Abstract:
A method of driving a machine related to printing technology, wherein movable elements forming a kinematic chain are coupled with one another via at least one gear mechanism, includes infeeding torque components by a respective motor of at least one group of two motors, respectively located at least at two elements associated with one another. The torque components are of equal amplitude but have opposite directions of rotation, for suppressing disruptive oscillations at least at the one group of two motors. The amplitude of the torque components is proportional to relative rotation of the two elements associated with one another. Rotary encoders are provided to obtain signals for reproducing rotational positions of the elements.

Description:
BACKGROUND OF THE INVENTION 
     Field of the Invention 
     The invention relates to a method of driving a machine related to printing technology. 
     German Published, Non-prosecuted Patent Application DE 42 10 988 A1 describes a multi-motor drive for a printing press wherein a rotary encoder is assigned to each motor. The rotary encoders generate signals relating to the rotary position of a respective element to which a torque is fed in a gear mechanism or transmission of the printing press. The rotary encoder signals are fed to phase measuring devices, by which the phase difference between adjacent feed points are determined. Depending upon the phase difference, the motors are driven in such manner that elastic stresses in the gear train can be kept constant. Controlling the stress between two adjacent feed points ensures continuous tooth surface or flank contact in the gear train and therefore has a positive effect upon maintenance of register, but only a slight effect upon vibration characteristics of the printing press. 
     In a method disclosed in German Published, Non-prosecuted Patent Application DE 199 14 627 A1, corresponding to U.S. Pat. No. 6,401,620, for compensating for rotational oscillations of a printing press, opposing torques are infed at locations where rotational oscillations occur most intensely. The infeeding of opposing moments may be effected by driving a main drive motor or a separate motor, by which a variable-speed opposing torque component may be produced. The opposing torques to be infed are stored permanently in a control system and are changed only when the machine configuration is changed, so that the locations with the oscillations which occur most intensely occur with an offset. 
     SUMMARY OF THE INVENTION 
     It is accordingly an object of the invention to provide a method of driving a machine related to printing technology, which overcomes the hereinafore-mentioned disadvantages of the heretofore-known methods of this general type and which permits a suppression of undesired oscillations over a wide rotational speed range. 
     With the foregoing and other objects in view, there is provided, in accordance with the invention, a method of driving a machine related to printing technology, which comprises providing movable elements forming a kinematic chain being coupled with one another via at least one gear mechanism.
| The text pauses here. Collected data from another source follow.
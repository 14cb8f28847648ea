//! Withdraw and redeem entry points: shares in, assets out.
//!
//! Withdraw ceilings the shares burned; redeem floors the assets paid. Both
//! stay open while paused, are blocked throughout emergency mode, and redeem
//! alone reopens in recovery mode against the frozen snapshot ratio.

use crate::error::{Result, VaultError};
use crate::events::{self, RecoveryRedeem, Withdraw as WithdrawEvent};
use crate::math::{convert_to_assets, convert_to_shares, mul_div, Rounding};
use crate::state::Address;
use crate::target::TargetPosition;
use crate::Vault;

impl<T: TargetPosition> Vault<T> {
    /// Withdraw exactly `assets` to `receiver`, burning the required shares
    /// from `owner`. Returns the shares burned (ceiling rounding).
    pub fn withdraw(
        &mut self,
        caller: Address,
        assets: u64,
        receiver: Address,
        owner: Address,
    ) -> Result<u64> {
        self.begin_mutation()?;
        let result = self.withdraw_locked(caller, assets, receiver, owner);
        self.end_mutation();
        result
    }

    /// Redeem `shares` from `owner`, paying the resulting assets to
    /// `receiver`. Returns the assets paid (floor rounding; the frozen
    /// snapshot ratio once recovery mode is active).
    pub fn redeem(
        &mut self,
        caller: Address,
        shares: u64,
        receiver: Address,
        owner: Address,
    ) -> Result<u64> {
        self.begin_mutation()?;
        let result = self.redeem_locked(caller, shares, receiver, owner);
        self.end_mutation();
        result
    }

    fn withdraw_locked(
        &mut self,
        caller: Address,
        assets: u64,
        receiver: Address,
        owner: Address,
    ) -> Result<u64> {
        if assets == 0 {
            return Err(VaultError::ZeroAmount);
        }
        if receiver.is_zero() || owner.is_zero() {
            return Err(VaultError::ZeroAddress);
        }
        // asset-denominated exit never comes back once the state machine
        // leaves NORMAL (recovery implies emergency)
        if self.account.emergency_mode {
            return Err(VaultError::EmergencyActive);
        }

        self.harvest_locked();

        let shares = convert_to_shares(
            assets,
            self.total_assets(),
            self.account.total_supply,
            self.account.decimals_offset,
            Rounding::Ceiling,
        )?;
        if shares == 0 {
            return Err(VaultError::ZeroSharesComputed);
        }

        self.settle_exit(caller, assets, shares, receiver, owner)?;
        Ok(shares)
    }

    fn redeem_locked(
        &mut self,
        caller: Address,
        shares: u64,
        receiver: Address,
        owner: Address,
    ) -> Result<u64> {
        if shares == 0 {
            return Err(VaultError::ZeroAmount);
        }
        if receiver.is_zero() || owner.is_zero() {
            return Err(VaultError::ZeroAddress);
        }
        if self.account.recovery_mode {
            return self.redeem_recovery(caller, shares, receiver, owner);
        }
        if self.account.emergency_mode {
            return Err(VaultError::EmergencyActive);
        }

        self.harvest_locked();

        let assets = convert_to_assets(
            shares,
            self.total_assets(),
            self.account.total_supply,
            self.account.decimals_offset,
            Rounding::Floor,
        )?;
        if assets == 0 {
            return Err(VaultError::ZeroAssetsComputed);
        }

        self.settle_exit(caller, assets, shares, receiver, owner)?;
        Ok(assets)
    }

    /// Shared exit tail: verify balance and delegation, free the assets
    /// from the target, then burn and pay. All checks and the hook precede
    /// every ledger mutation, so a shortfall aborts the call cleanly.
    fn settle_exit(
        &mut self,
        caller: Address,
        assets: u64,
        shares: u64,
        receiver: Address,
        owner: Address,
    ) -> Result<()> {
        if self.account.balance_of(&owner) < shares {
            return Err(VaultError::InsufficientShares);
        }
        if caller != owner {
            self.account.check_allowance(&owner, &caller, shares)?;
        }

        // the liquidity check runs before the hook so a shortfall aborts
        // with the target untouched; a partial release would be credited
        // to no one
        let available = self.target.max_withdraw();
        if available < assets {
            return Err(VaultError::WithdrawShortfall {
                requested: assets,
                available,
            });
        }

        let got = self.target.withdraw(assets)?;
        if got < assets {
            // the hook violated its all-or-nothing contract
            return Err(VaultError::WithdrawShortfall {
                requested: assets,
                available: got,
            });
        }

        if caller != owner {
            self.account.spend_allowance(owner, caller, shares)?;
        }
        self.account.burn_shares(owner, shares)?;
        self.refresh_high_water_mark();

        events::emit(&WithdrawEvent {
            caller,
            receiver,
            owner,
            assets,
            shares,
        });
        Ok(())
    }

    /// Terminal-state redemption: pays `floor(shares · recovery_assets /
    /// recovery_supply)` from the vault's own custody. The snapshot never
    /// mutates, so payouts are order independent and can never distribute
    /// more than `recovery_assets` in total.
    fn redeem_recovery(
        &mut self,
        caller: Address,
        shares: u64,
        receiver: Address,
        owner: Address,
    ) -> Result<u64> {
        let assets = mul_div(
            shares as u128,
            self.account.recovery_assets as u128,
            self.account.recovery_supply as u128,
            Rounding::Floor,
        )?;
        if assets == 0 {
            return Err(VaultError::ZeroAssetsComputed);
        }

        if self.account.balance_of(&owner) < shares {
            return Err(VaultError::InsufficientShares);
        }
        if caller != owner {
            self.account.check_allowance(&owner, &caller, shares)?;
        }
        if assets > self.account.vault_held {
            return Err(VaultError::WithdrawShortfall {
                requested: assets,
                available: self.account.vault_held,
            });
        }

        if caller != owner {
            self.account.spend_allowance(owner, caller, shares)?;
        }
        self.account.burn_shares(owner, shares)?;
        self.account.vault_held -= assets;

        events::emit(&RecoveryRedeem {
            caller,
            receiver,
            owner,
            assets,
            shares,
        });
        Ok(assets)
    }
}

#[cfg(test)]
mod tests {
    use super::*;
    use crate::constants::UNLIMITED_ALLOWANCE;
    use crate::state::VaultConfig;
    use crate::target::InMemoryTarget;

    fn addr(tag: u8) -> Address {
        Address::from_bytes([tag; 32])
    }

    fn vault() -> Vault<InMemoryTarget> {
        Vault::new(
            VaultConfig {
                asset_mint: addr(1),
                name: "Test Vault".into(),
                symbol: "tVLT".into(),
                decimals_offset: 0,
                reward_fee_bps: 0,
                treasury: addr(2),
                admin: addr(3),
            },
            InMemoryTarget::new(),
        )
        .unwrap()
    }

    #[test]
    fn test_redeem_returns_floor_assets() {
        let mut v = vault();
        let alice = addr(9);
        v.deposit(alice, 100_000, alice).unwrap();
        v.target_mut().gain(10_000);

        let assets = v.redeem(alice, 50_000, alice, alice).unwrap();
        // 50_000 · (110_000 + 1) / (100_000 + 1), floored
        assert_eq!(assets, 54_999);
        assert_eq!(v.balance_of(&alice), 50_000);
    }

    #[test]
    fn test_withdraw_burns_ceiling_shares() {
        let mut v = vault();
        let alice = addr(9);
        v.deposit(alice, 100_000, alice).unwrap();
        v.target_mut().gain(10_000);

        let shares = v.withdraw(alice, 55_000, alice, alice).unwrap();
        let floor_shares =
            convert_to_shares(55_000, 110_000, 100_000, 0, Rounding::Floor).unwrap();
        assert!(shares >= floor_shares);
        assert_eq!(v.balance_of(&alice), 100_000 - shares);
    }

    #[test]
    fn test_withdraw_shortfall_aborts_cleanly() {
        let mut v = vault();
        let alice = addr(9);
        v.deposit(alice, 100_000, alice).unwrap();
        v.target_mut().impair(80_000);

        let err = v.withdraw(alice, 50_000, alice, alice).unwrap_err();
        assert_eq!(
            err,
            VaultError::WithdrawShortfall {
                requested: 50_000,
                available: 20_000
            }
        );
        // neither the ledger nor the target saw a partial application
        assert_eq!(v.balance_of(&alice), 100_000);
        assert_eq!(v.account().total_supply, 100_000);
        assert_eq!(v.total_assets(), 100_000);
        assert_eq!(v.target().max_withdraw(), 20_000);

        // the liquid portion remains withdrawable in full
        assert!(v.withdraw(alice, 20_000, alice, alice).is_ok());
    }

    #[test]
    fn test_delegated_withdraw_consumes_allowance() {
        let mut v = vault();
        let alice = addr(9);
        let bob = addr(8);
        v.deposit(alice, 100_000, alice).unwrap();

        assert_eq!(
            v.redeem(bob, 10_000, bob, alice),
            Err(VaultError::InsufficientAllowance)
        );

        v.approve(alice, bob, 10_000).unwrap();
        v.redeem(bob, 10_000, bob, alice).unwrap();
        assert_eq!(v.allowance(&alice, &bob), 0);

        v.approve(alice, bob, UNLIMITED_ALLOWANCE).unwrap();
        v.redeem(bob, 10_000, bob, alice).unwrap();
        assert_eq!(v.allowance(&alice, &bob), UNLIMITED_ALLOWANCE);
    }

    #[test]
    fn test_exit_blocked_during_emergency() {
        let mut v = vault();
        let alice = addr(9);
        v.deposit(alice, 100_000, alice).unwrap();
        v.activate_emergency(addr(3)).unwrap();

        assert_eq!(
            v.withdraw(alice, 1_000, alice, alice),
            Err(VaultError::EmergencyActive)
        );
        assert_eq!(
            v.redeem(alice, 1_000, alice, alice),
            Err(VaultError::EmergencyActive)
        );
    }

    #[test]
    fn test_exit_allowed_while_paused() {
        let mut v = vault();
        let alice = addr(9);
        v.deposit(alice, 100_000, alice).unwrap();
        v.set_paused(addr(3), true).unwrap();

        assert!(v.redeem(alice, 10_000, alice, alice).is_ok());
        assert!(v.withdraw(alice, 10_000, alice, alice).is_ok());
    }
}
Torque components are fed in by a respective motor of at least one group of two motors respectively located at least at two elements associated with one another. The torque components have equal amplitude but opposite directions of rotation, for suppressing disruptive oscillations at least at the one group of two motors. The amplitude of the torque components is proportional to relative rotation of the two elements associated with one another. Rotary encoders are provided to obtain signals for reproducing rotational positions of the elements. 
     In accordance with another mode, the method of the invention further includes placing the motors, in at least the one group thereof, at the start and the end of the kinematic chain. 
     In accordance with a further mode, the method of the invention further includes driving the one group of two motors independently of signal processing of further motors. 
     In accordance with an added mode, the method of the invention further includes driving the motors of the one group, for shifting the natural frequency of the kinematic chain into a non-disruptive range. 
     In accordance with an additional mode, the method of the invention further includes providing a printing press having a large number of printing units forming the kinematic chain. A main drive torque is fed in by a main drive motor and a natural frequency is shifted by auxiliary drive motors forming a group. 
     In accordance with yet another mode, the method of the invention further includes providing the auxiliary drive motors for acting at the start and the end of the kinematic chain. 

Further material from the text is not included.